Adult hemoglobin is a tetramer consisting of two α polypeptide chains and two β chains, each with its bound heme molecule. The gene encoding the adult α chain is on chromosome 16, and the gene encoding the β chain is on chromosome 11. The two chains are about 49 percent identical in their amino acid sequences; this similarity reflects their common origin from an ancestral globin gene deep in evolutionary time. The α chain gene resides in a cluster of five related genes (α and ζ) on chromosome 16, while the β chain resides in a cluster of six related genes on chromosome 11 (ε, β, δ, and γ) (Figure 20-20). Each cluster contains a pseudogene, Ψα and Ψβ, respectively, that has accumulated random, inactivating mutations.

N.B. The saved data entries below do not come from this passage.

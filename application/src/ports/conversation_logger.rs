//! Port for structured conversation logging.
//!
//! Defines the [`ConversationLogger`] trait for recording debate events
//! (messages, replies, answer updates, equivalence checks, tie-breaks) to a
//! structured log.
//!
//! This is separate from `tracing`-based operation logs: tracing handles
//! human-readable diagnostic messages, while this port captures the full
//! debate transcript in a machine-readable format (JSONL). A logger is
//! passed into the use cases explicitly and lives for one simulation run.

use serde_json::Value;

/// A structured conversation event for logging.
///
/// Each event has a type string and a JSON payload containing
/// event-specific fields. Loggers add the timestamp when writing.
pub struct ConversationEvent {
    /// Event type identifier (e.g., "debate_message", "answer_update", "tie_break").
    pub event_type: &'static str,
    /// JSON payload with event-specific data.
    pub payload: Value,
}

impl ConversationEvent {
    pub fn new(event_type: &'static str, payload: Value) -> Self {
        Self {
            event_type,
            payload,
        }
    }
}

/// Port for logging conversation events to a structured log.
///
/// Implementations write each event as a single record (e.g., one JSONL line).
/// `log` is synchronous and non-fallible; logging failures never disturb
/// the debate.
pub trait ConversationLogger: Send + Sync {
    /// Record a conversation event.
    fn log(&self, event: ConversationEvent);
}

/// No-op implementation for tests and when logging is disabled.
pub struct NoConversationLogger;

impl ConversationLogger for NoConversationLogger {
    fn log(&self, _event: ConversationEvent) {}
}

Figure 20-20: Some duplicates of the hemoglobin genes evolved into nonfunctional pseudogenes (Ψα and Ψβ)
Figure 20-20: Chromosomal distribution of the genes for the α family of globins on chromosome 16 and the β family of globins on chromosome 11 in humans. Gene structure is shown by black bars (exons) and colored bars (introns).

789

Each cluster contains genes that have evolved distinct expression profiles, a distinct function, or both. Of greatest interest are the two γ genes. These genes are expressed during the last seven months of fetal development to produce fetal hemoglobin (also known as hemoglobin F), which is composed of two α chains and two γ chains. Fetal hemoglobin has a greater affinity for oxygen than does adult hemoglobin, which allows the fetus to extract oxygen from the mother’s circulation via the placenta. At birth, up to 95 percent of hemoglobin is the fetal type, then expression of the adult β form replaces γ and a small amount of δ globin is also produced. The order of appearance of globin chains during development is orchestrated by a complex set of cis-acting regulatory sequences and, remarkably, follows the order of genes on each chromosome.

790

The γ genes are restricted to placental mammals. Their distinct developmental regulation and protein products mean that these duplicates have evolved differences in function that have contributed to the evolution of the placental lifestyle. Interestingly, regulatory variants of these genes are known that cause expression of the fetal hemoglobin to persist into childhood and adulthood. These naturally occurring variants appear to moderate the severity of sickle-cell anemia by suppressing the levels of HbS produced. One widespread strategy for the treatment of sickle-cell anemia is to administer drugs that stimulate the reactivation of fetal-hemoglobin expression.